Living Out Loud

Just over 2 years ago, my yoga teacher sat down beside me on my mat to have a heart-to-heart with me. She is a very intuitive and caring person and saw that I was closing off. The backbends that I had worked so hard to develop where losing their beautiful arch and you could see that I was holding back. She wanted to help me find openness in my heart center, not just in my physical backbends but deep within. As much as I trusted her to hold space for me to do the work, I also knew that the timing just wasn’t right. I was working through a huge heartbreak and felt the need to protect my heart.

In the year that followed, she held space for me to work through it. If I broke down in tears after back bending, she didn’t make a big deal out of it. Because if emotions come up in this practice and our mat is a safe place for us to work through it. Within the Mysore Room of my yoga studio, I felt safe to let the sadness, anger, frustration, and other emotions go right there on my mat, with my fellow practitioners nearby. Meanwhile, my teacher continued her work in the room, helping the students just as before. I appreciated that.

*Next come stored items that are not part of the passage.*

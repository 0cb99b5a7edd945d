//! Loading and error flags per request family.
//!
//! A family is the base action type of a lifecycle triple, so `FETCH_POSTS`,
//! `FETCH_POSTS_SUCCESS` and `FETCH_POSTS_FAILURE` all update the same entry.
//! Several calls of one family may be in flight at once; the family is
//! loading until the last of them settles.

use crate::reducer::SiteEnvironment;
use crate::types::SiteAction;
use chrono::{DateTime, Utc};
use press_api::{ApiAction, ApiOutcome, Phase};
use press_core::{SmallVec, effect::Effect, reducer::Reducer, smallvec};
use std::collections::BTreeMap;

/// State of one request family
#[derive(Debug, Clone, Default, PartialEq, Eq)]
pub struct RequestStatus {
    /// Calls started and not yet settled
    pub in_flight: usize,
    /// Message of the last unsuppressed failure, cleared when a new call starts
    pub error: Option<String>,
    /// When the family last changed
    pub updated_at: Option<DateTime<Utc>>,
}

impl RequestStatus {
    /// Whether any call of the family is outstanding
    #[must_use]
    pub const fn is_loading(&self) -> bool {
        self.in_flight > 0
    }
}

/// Request status of every family seen so far
#[derive(Debug, Clone, Default, PartialEq, Eq)]
pub struct StatusBoard {
    families: BTreeMap<String, RequestStatus>,
}

impl StatusBoard {
    /// Status of `family`, if it was ever requested
    #[must_use]
    pub fn get(&self, family: &str) -> Option<&RequestStatus> {
        self.families.get(family)
    }

    /// Whether `family` has a call outstanding
    #[must_use]
    pub fn is_loading(&self, family: &str) -> bool {
        self.get(family).is_some_and(RequestStatus::is_loading)
    }

    /// Last unsuppressed failure of `family`
    #[must_use]
    pub fn error(&self, family: &str) -> Option<&str> {
        self.get(family).and_then(|status| status.error.as_deref())
    }

    /// Fold one lifecycle action into the board
    pub fn apply(&mut self, action: &ApiAction, now: DateTime<Utc>) {
        let (family, phase) = action.split_type();
        let status = self.families.entry(family.to_string()).or_default();

        match phase {
            Phase::Request => {
                status.in_flight += 1;
                status.error = None;
            },
            Phase::Success => {
                status.in_flight = status.in_flight.saturating_sub(1);
            },
            Phase::Failure => {
                status.in_flight = status.in_flight.saturating_sub(1);
                if let ApiOutcome::Failure {
                    error,
                    suppress_error: false,
                } = &action.outcome
                {
                    status.error = Some(error.clone());
                }
            },
        }
        status.updated_at = Some(now);
    }
}

/// Keeps the [`StatusBoard`] in step with lifecycle actions
#[derive(Clone, Debug, Default)]
pub struct StatusReducer;

impl Reducer for StatusReducer {
    type State = StatusBoard;
    type Action = SiteAction;
    type Environment = SiteEnvironment;

    fn reduce(
        &self,
        state: &mut Self::State,
        action: Self::Action,
        env: &Self::Environment,
    ) -> SmallVec<[Effect<Self::Action>; 4]> {
        if let SiteAction::Api(action) = &action {
            state.apply(action, env.clock.now());
        }
        smallvec![Effect::None]
    }
}
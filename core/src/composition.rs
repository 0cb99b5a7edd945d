//! Reducer composition utilities
//!
//! [`combine_reducers`] runs several reducers over one state, in order.
//! [`scope_reducer`] lets a reducer written for one field of the state take
//! part in that combination.
//!
//! A site usually splits its reducer by concern: one reducer owns the entity
//! cache, another owns request status flags. Both see every action.
//!
//! # Example
//!
//! ```
//! use press_core::{effect::Effect, reducer::Reducer, smallvec, SmallVec};
//! use press_core::composition::{combine_reducers, scope_reducer};
//!
//! #[derive(Clone, Default)]
//! struct Status {
//!     loading: bool,
//! }
//!
//! #[derive(Clone, Default)]
//! struct SiteState {
//!     titles: Vec<String>,
//!     status: Status,
//! }
//!
//! #[derive(Clone)]
//! enum SiteAction {
//!     Requested,
//!     Received(String),
//! }
//!
//! struct TitleReducer;
//! struct StatusReducer;
//!
//! impl Reducer for TitleReducer {
//!     type State = SiteState;
//!     type Action = SiteAction;
//!     type Environment = ();
//!
//!     fn reduce(&self, state: &mut SiteState, action: SiteAction, _env: &()) -> SmallVec<[Effect<SiteAction>; 4]> {
//!         if let SiteAction::Received(title) = action {
//!             state.titles.push(title);
//!         }
//!         smallvec![Effect::None]
//!     }
//! }
//!
//! impl Reducer for StatusReducer {
//!     type State = Status;
//!     type Action = SiteAction;
//!     type Environment = ();
//!
//!     fn reduce(&self, state: &mut Status, action: SiteAction, _env: &()) -> SmallVec<[Effect<SiteAction>; 4]> {
//!         state.loading = matches!(action, SiteAction::Requested);
//!         smallvec![Effect::None]
//!     }
//! }
//!
//! let combined = combine_reducers(vec![
//!     Box::new(TitleReducer),
//!     Box::new(scope_reducer(StatusReducer, |site: &mut SiteState| &mut site.status)),
//! ]);
//!
//! let mut state = SiteState::default();
//! let _ = combined.reduce(&mut state, SiteAction::Requested, &());
//! assert!(state.status.loading);
//! let _ = combined.reduce(&mut state, SiteAction::Received("About".into()), &());
//! assert!(!state.status.loading);
//! assert_eq!(state.titles, vec!["About".to_string()]);
//! ```

use crate::effect::Effect;
use crate::reducer::Reducer;
use smallvec::SmallVec;
use std::marker::PhantomData;
use std::sync::Arc;

/// Boxed reducer trait object accepted by [`combine_reducers`]
pub type BoxedReducer<S, A, E> = Box<dyn Reducer<State = S, Action = A, Environment = E> + Send + Sync>;

/// Run `reducers` one after another on every action
///
/// Later reducers observe the changes earlier ones made. Effects are
/// concatenated in reducer order; no-op effects are dropped.
#[must_use]
pub fn combine_reducers<S, A: Clone, E>(reducers: Vec<BoxedReducer<S, A, E>>) -> CombinedReducer<S, A, E> {
    CombinedReducer {
        reducers: Arc::new(reducers),
    }
}

/// Reducer built by [`combine_reducers`]
///
/// Clones share the underlying reducers.
pub struct CombinedReducer<S, A, E> {
    reducers: Arc<Vec<BoxedReducer<S, A, E>>>,
}

impl<S, A, E> Clone for CombinedReducer<S, A, E> {
    fn clone(&self) -> Self {
        Self {
            reducers: Arc::clone(&self.reducers),
        }
    }
}

impl<S, A: Clone, E> Reducer for CombinedReducer<S, A, E> {
    type State = S;
    type Action = A;
    type Environment = E;

    fn reduce(&self, state: &mut S, action: A, env: &E) -> SmallVec<[Effect<A>; 4]> {
        self.reducers
            .iter()
            .flat_map(|reducer| reducer.reduce(state, action.clone(), env))
            .filter(|effect| !effect.is_none())
            .collect()
    }
}

/// Run `reducer` on the part of the state that `focus` points at
///
/// The field is reduced in place; nothing is cloned.
pub fn scope_reducer<S, Sub, R>(reducer: R, focus: fn(&mut S) -> &mut Sub) -> ScopedReducer<S, Sub, R>
where
    R: Reducer<State = Sub>,
{
    ScopedReducer {
        reducer,
        focus,
        _state: PhantomData,
    }
}

/// Reducer built by [`scope_reducer`]
pub struct ScopedReducer<S, Sub, R> {
    reducer: R,
    focus: fn(&mut S) -> &mut Sub,
    _state: PhantomData<fn(&mut S)>,
}

impl<S, Sub, R> Reducer for ScopedReducer<S, Sub, R>
where
    R: Reducer<State = Sub>,
{
    type State = S;
    type Action = R::Action;
    type Environment = R::Environment;

    fn reduce(
        &self,
        state: &mut S,
        action: R::Action,
        env: &R::Environment,
    ) -> SmallVec<[Effect<R::Action>; 4]> {
        self.reducer.reduce((self.focus)(state), action, env)
    }
}

#[cfg(test)]
mod tests {
    use super::*;
    use crate::smallvec;

    #[derive(Clone, Default)]
    struct TestState {
        fetched: Vec<u64>,
        label: String,
    }

    #[derive(Clone)]
    enum TestAction {
        Fetched(u64),
        Evict(u64),
        Label(String),
    }

    struct CacheReducer;

    impl Reducer for CacheReducer {
        type State = TestState;
        type Action = TestAction;
        type Environment = ();

        fn reduce(
            &self,
            state: &mut Self::State,
            action: Self::Action,
            _env: &Self::Environment,
        ) -> SmallVec<[Effect<Self::Action>; 4]> {
            match action {
                TestAction::Fetched(id) => {
                    state.fetched.push(id);
                    smallvec![Effect::None]
                },
                TestAction::Evict(id) => {
                    state.fetched.retain(|cached| *cached != id);
                    smallvec![Effect::send(TestAction::Label("evicted".to_string()))]
                },
                TestAction::Label(_) => smallvec![Effect::None],
            }
        }
    }

    struct LabelReducer;

    impl Reducer for LabelReducer {
        type State = TestState;
        type Action = TestAction;
        type Environment = ();

        fn reduce(
            &self,
            state: &mut Self::State,
            action: Self::Action,
            _env: &Self::Environment,
        ) -> SmallVec<[Effect<Self::Action>; 4]> {
            if let TestAction::Label(label) = action {
                state.label = label;
            }
            smallvec![Effect::None]
        }
    }

    #[test]
    fn test_combine_reducers() {
        let combined = combine_reducers(vec![Box::new(CacheReducer), Box::new(LabelReducer)]);
        let mut state = TestState::default();

        let effects = combined.reduce(&mut state, TestAction::Fetched(3), &());
        assert_eq!(state.fetched, vec![3]);
        assert!(effects.is_empty());

        let _ = combined.reduce(&mut state, TestAction::Label("posts".to_string()), &());
        assert_eq!(state.label, "posts");

        let effects = combined.reduce(&mut state, TestAction::Evict(3), &());
        assert!(state.fetched.is_empty());
        assert_eq!(effects.len(), 1);
    }

    #[derive(Default)]
    struct Counter {
        hits: u32,
    }

    struct HitReducer;

    impl Reducer for HitReducer {
        type State = Counter;
        type Action = TestAction;
        type Environment = ();

        fn reduce(
            &self,
            state: &mut Self::State,
            action: Self::Action,
            _env: &Self::Environment,
        ) -> SmallVec<[Effect<Self::Action>; 4]> {
            if matches!(action, TestAction::Fetched(_)) {
                state.hits += 1;
            }
            smallvec![Effect::None]
        }
    }

    #[derive(Default)]
    struct ParentState {
        counter: Counter,
        other: String,
    }

    #[test]
    fn test_scope_reducer() {
        let scoped = scope_reducer(HitReducer, |parent: &mut ParentState| &mut parent.counter);

        let mut state = ParentState {
            counter: Counter { hits: 1 },
            other: "home".to_string(),
        };

        let _ = scoped.reduce(&mut state, TestAction::Fetched(1), &());
        assert_eq!(state.counter.hits, 2);
        assert_eq!(state.other, "home");

        let _ = scoped.reduce(&mut state, TestAction::Label("x".to_string()), &());
        assert_eq!(state.counter.hits, 2);
    }
}
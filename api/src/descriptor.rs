//! Call descriptors.
//!
//! A [`CallApi`] is a declarative description of one HTTP call. Producer code
//! builds it and dispatches it like any other action; the API middleware
//! recognizes it, runs the call and replaces it with lifecycle actions.

use crate::error::ApiError;
use crate::schema::Schema;
use reqwest::Method;
use serde_json::{Map, Value};
use std::fmt;
use std::sync::Arc;

/// Name of the descriptor variant, used in logs and serialized actions
pub const CALL_API: &str = "Call API";

/// Where a call is sent, relative to the configured base URL
pub enum Endpoint<S> {
    /// A fixed path such as `/wp/v2/pages/7`
    Path(String),
    /// Computed from the store state when the descriptor is dispatched
    Resolve(Arc<dyn Fn(&S) -> String + Send + Sync>),
}

impl<S> Endpoint<S> {
    /// Resolve against the current state
    ///
    /// A resolver is invoked exactly once per call.
    pub fn resolve(&self, state: &S) -> String {
        match self {
            Self::Path(path) => path.clone(),
            Self::Resolve(resolver) => resolver(state),
        }
    }
}

impl<S> Clone for Endpoint<S> {
    fn clone(&self) -> Self {
        match self {
            Self::Path(path) => Self::Path(path.clone()),
            Self::Resolve(resolver) => Self::Resolve(Arc::clone(resolver)),
        }
    }
}

impl<S> fmt::Debug for Endpoint<S> {
    fn fmt(&self, f: &mut fmt::Formatter<'_>) -> fmt::Result {
        match self {
            Self::Path(path) => f.debug_tuple("Endpoint::Path").field(path).finish(),
            Self::Resolve(_) => write!(f, "Endpoint::Resolve(<fn>)"),
        }
    }
}

impl<S> From<&str> for Endpoint<S> {
    fn from(path: &str) -> Self {
        Self::Path(path.to_string())
    }
}

impl<S> From<String> for Endpoint<S> {
    fn from(path: String) -> Self {
        Self::Path(path)
    }
}

/// A primitive query string value
#[derive(Debug, Clone, PartialEq)]
pub enum QueryValue {
    /// Text
    String(String),
    /// Whole number
    Integer(i64),
    /// Floating point number
    Float(f64),
    /// `true` / `false`
    Bool(bool),
}

impl fmt::Display for QueryValue {
    fn fmt(&self, f: &mut fmt::Formatter<'_>) -> fmt::Result {
        match self {
            Self::String(value) => f.write_str(value),
            Self::Integer(value) => write!(f, "{value}"),
            Self::Float(value) => write!(f, "{value}"),
            Self::Bool(value) => write!(f, "{value}"),
        }
    }
}

impl From<&str> for QueryValue {
    fn from(value: &str) -> Self {
        Self::String(value.to_string())
    }
}

impl From<String> for QueryValue {
    fn from(value: String) -> Self {
        Self::String(value)
    }
}

impl From<i64> for QueryValue {
    fn from(value: i64) -> Self {
        Self::Integer(value)
    }
}

impl From<u32> for QueryValue {
    fn from(value: u32) -> Self {
        Self::Integer(i64::from(value))
    }
}

impl From<f64> for QueryValue {
    fn from(value: f64) -> Self {
        Self::Float(value)
    }
}

impl From<bool> for QueryValue {
    fn from(value: bool) -> Self {
        Self::Bool(value)
    }
}

/// Ordered query options for one call
///
/// Serialized into the query string in insertion order. Inserting an
/// existing key replaces its value in place.
#[derive(Debug, Clone, Default, PartialEq)]
pub struct QueryOptions(Vec<(String, QueryValue)>);

impl QueryOptions {
    /// Empty options
    #[must_use]
    pub const fn new() -> Self {
        Self(Vec::new())
    }

    /// Set `key` to `value`
    pub fn insert(&mut self, key: impl Into<String>, value: impl Into<QueryValue>) {
        let key = key.into();
        let value = value.into();
        match self.0.iter_mut().find(|(existing, _)| *existing == key) {
            Some((_, slot)) => *slot = value,
            None => self.0.push((key, value)),
        }
    }

    /// Build options from a JSON object
    ///
    /// # Errors
    ///
    /// Returns [`ApiError::InvalidOption`] for `null`, array or object values.
    pub fn from_json(options: &Map<String, Value>) -> Result<Self, ApiError> {
        let mut query = Self::new();
        for (key, value) in options {
            let value = match value {
                Value::String(text) => QueryValue::String(text.clone()),
                Value::Bool(flag) => QueryValue::Bool(*flag),
                Value::Number(number) => number
                    .as_i64()
                    .map(QueryValue::Integer)
                    .or_else(|| number.as_f64().map(QueryValue::Float))
                    .ok_or_else(|| ApiError::InvalidOption { key: key.clone() })?,
                Value::Null | Value::Array(_) | Value::Object(_) => {
                    return Err(ApiError::InvalidOption { key: key.clone() });
                },
            };
            query.insert(key.clone(), value);
        }
        Ok(query)
    }

    /// Whether no options are set
    #[must_use]
    pub fn is_empty(&self) -> bool {
        self.0.is_empty()
    }

    /// Iterate over `(key, value)` pairs in order
    pub fn iter(&self) -> impl Iterator<Item = (&str, &QueryValue)> {
        self.0.iter().map(|(key, value)| (key.as_str(), value))
    }

    /// Insert every option of `other`, in its order
    pub fn merge(&mut self, other: Self) {
        for (key, value) in other.0 {
            self.insert(key, value);
        }
    }
}

/// A declarative HTTP call carried through the store pipeline
///
/// # Example
///
/// ```
/// use press_api::CallApi;
///
/// let call: CallApi<()> = CallApi::new("FETCH_POSTS", "/posts")
///     .with_option("per_page", 5_i64)
///     .with_field("page", 2);
/// assert_eq!(call.action_type, "FETCH_POSTS");
/// assert_eq!(call.method, reqwest::Method::GET);
/// ```
pub struct CallApi<S> {
    /// Base action type `T`; lifecycle tags are `T`, `T_SUCCESS`, `T_FAILURE`
    pub action_type: String,
    /// Endpoint path or resolver
    pub endpoint: Endpoint<S>,
    /// How to flatten the response; `None` keeps the recased body
    pub schema: Option<Schema>,
    /// HTTP method (default `GET`)
    pub method: Method,
    /// JSON body; never sent for `GET` and `DELETE`
    pub payload: Option<Value>,
    /// Query string options
    pub options: QueryOptions,
    /// Untyped query options, checked when the call is prepared and
    /// applied after `options`
    pub json_options: Map<String, Value>,
    /// Tells consumers not to surface a failure to the user
    pub suppress_error: bool,
    /// Custom fields copied onto every lifecycle action
    pub fields: Map<String, Value>,
}

impl<S> CallApi<S> {
    /// A `GET` call to a fixed endpoint
    #[must_use]
    pub fn new(action_type: impl Into<String>, endpoint: impl Into<Endpoint<S>>) -> Self {
        Self {
            action_type: action_type.into(),
            endpoint: endpoint.into(),
            schema: None,
            method: Method::GET,
            payload: None,
            options: QueryOptions::new(),
            json_options: Map::new(),
            suppress_error: false,
            fields: Map::new(),
        }
    }

    /// A `GET` call whose endpoint is computed from the state at dispatch
    #[must_use]
    pub fn resolve<F>(action_type: impl Into<String>, resolver: F) -> Self
    where
        F: Fn(&S) -> String + Send + Sync + 'static,
    {
        Self::new(action_type, Endpoint::Resolve(Arc::new(resolver)))
    }

    /// Normalize the response with `schema`
    #[must_use]
    pub fn with_schema(mut self, schema: Schema) -> Self {
        self.schema = Some(schema);
        self
    }

    /// Use `method` instead of `GET`
    #[must_use]
    pub fn with_method(mut self, method: Method) -> Self {
        self.method = method;
        self
    }

    /// Attach a JSON body
    #[must_use]
    pub fn with_payload(mut self, payload: Value) -> Self {
        self.payload = Some(payload);
        self
    }

    /// Add a query option
    #[must_use]
    pub fn with_option(mut self, key: impl Into<String>, value: impl Into<QueryValue>) -> Self {
        self.options.insert(key, value);
        self
    }

    /// Replace all query options
    #[must_use]
    pub fn with_options(mut self, options: QueryOptions) -> Self {
        self.options = options;
        self
    }

    /// Add a query option from arbitrary JSON
    ///
    /// Only strings, numbers and booleans are valid. Anything else makes
    /// the descriptor malformed and is refused when it is dispatched.
    #[must_use]
    pub fn with_json_option(mut self, key: impl Into<String>, value: impl Into<Value>) -> Self {
        self.json_options.insert(key.into(), value.into());
        self
    }

    /// Mark failures of this call as not user-facing
    #[must_use]
    pub const fn with_suppress_error(mut self, suppress: bool) -> Self {
        self.suppress_error = suppress;
        self
    }

    /// Add a custom field copied onto the lifecycle actions
    #[must_use]
    pub fn with_field(mut self, key: impl Into<String>, value: impl Into<Value>) -> Self {
        self.fields.insert(key.into(), value.into());
        self
    }
}

impl<S> Clone for CallApi<S> {
    fn clone(&self) -> Self {
        Self {
            action_type: self.action_type.clone(),
            endpoint: self.endpoint.clone(),
            schema: self.schema.clone(),
            method: self.method.clone(),
            payload: self.payload.clone(),
            options: self.options.clone(),
            json_options: self.json_options.clone(),
            suppress_error: self.suppress_error,
            fields: self.fields.clone(),
        }
    }
}

impl<S> fmt::Debug for CallApi<S> {
    fn fmt(&self, f: &mut fmt::Formatter<'_>) -> fmt::Result {
        f.debug_struct(CALL_API)
            .field("action_type", &self.action_type)
            .field("endpoint", &self.endpoint)
            .field("method", &self.method)
            .field("schema", &self.schema.as_ref().map(Schema::describe))
            .field("options", &self.options)
            .field("json_options", &self.json_options)
            .field("suppress_error", &self.suppress_error)
            .field("fields", &self.fields)
            .finish_non_exhaustive()
    }
}
//! Error types for the Call API middleware

use press_core::MiddlewareError;
use thiserror::Error;

/// Malformed call descriptors
///
/// Raised while a descriptor is being prepared, before any network I/O.
/// These are programmer errors: the store returns them from `send` instead
/// of dispatching a failure action.
#[derive(Debug, Error, Clone, PartialEq, Eq)]
pub enum ApiError {
    /// Descriptor has an empty action type
    #[error("Expected a non-empty action type")]
    EmptyActionType,

    /// The lifecycle triple is not three distinct, non-empty tags
    #[error("Expected three distinct, non-empty action types: {0}")]
    InvalidActionTypes(String),

    /// Endpoint resolved to an empty string
    #[error("Specify a string endpoint URL (action type {action_type})")]
    EmptyEndpoint {
        /// Base action type of the offending descriptor
        action_type: String,
    },

    /// Base URL and endpoint do not form a valid absolute URL
    #[error("Invalid request URL {url}: {reason}")]
    InvalidUrl {
        /// The concatenated URL
        url: String,
        /// Parser message
        reason: String,
    },

    /// A query option is not a primitive value
    #[error("Query option {key} must be a string, number or boolean")]
    InvalidOption {
        /// Option key
        key: String,
    },
}

impl From<ApiError> for MiddlewareError {
    fn from(error: ApiError) -> Self {
        Self::Configuration {
            stage: crate::middleware::STAGE_NAME,
            message: error.to_string(),
        }
    }
}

By the time COVID-19 had us all staying within the walls of our homes, an entire year had passed. And although, I thought I’d be on the other side of the loss by then, sheltering-in-place uncovered a different level of pain for me. A pain that showed up on my computer screen in an in-your-face, take-THIS sort of way. At times, I felt as if all the work I had done was a lie; I felt those protective walls thickening and my heart closing off once again.

As the months passed, it was evident that if was to ever be freed from the fortress of protection that I had built around me, I had much more work to do.

Over the next year, I worked though my stuff in varied and new ways. But, it never seemed to be enough.

I began wondering if the walls that held me back were not ones I’d erected but the ones of my own house. Was sheltering the problem?? If it was, I needed to be able to get out more. I reached out to my physician to ask for her to consult immunologists and other specialist about the dangers of someone who’d previously had GBS receiving the various COVID-19 vaccines. The verdict was that the risks outweighed the benefit. Imagining road trips, and other fun adventures, I decided to take the vaccine as a way to free up some of the restrictions in me living a more full life.

Now, it’s time to just let what is be what it is. If it hurts, I’ll cry. If it’s funny, I’ll laugh. I’m done “working” on healing. It’s time to live out side and live out loud again.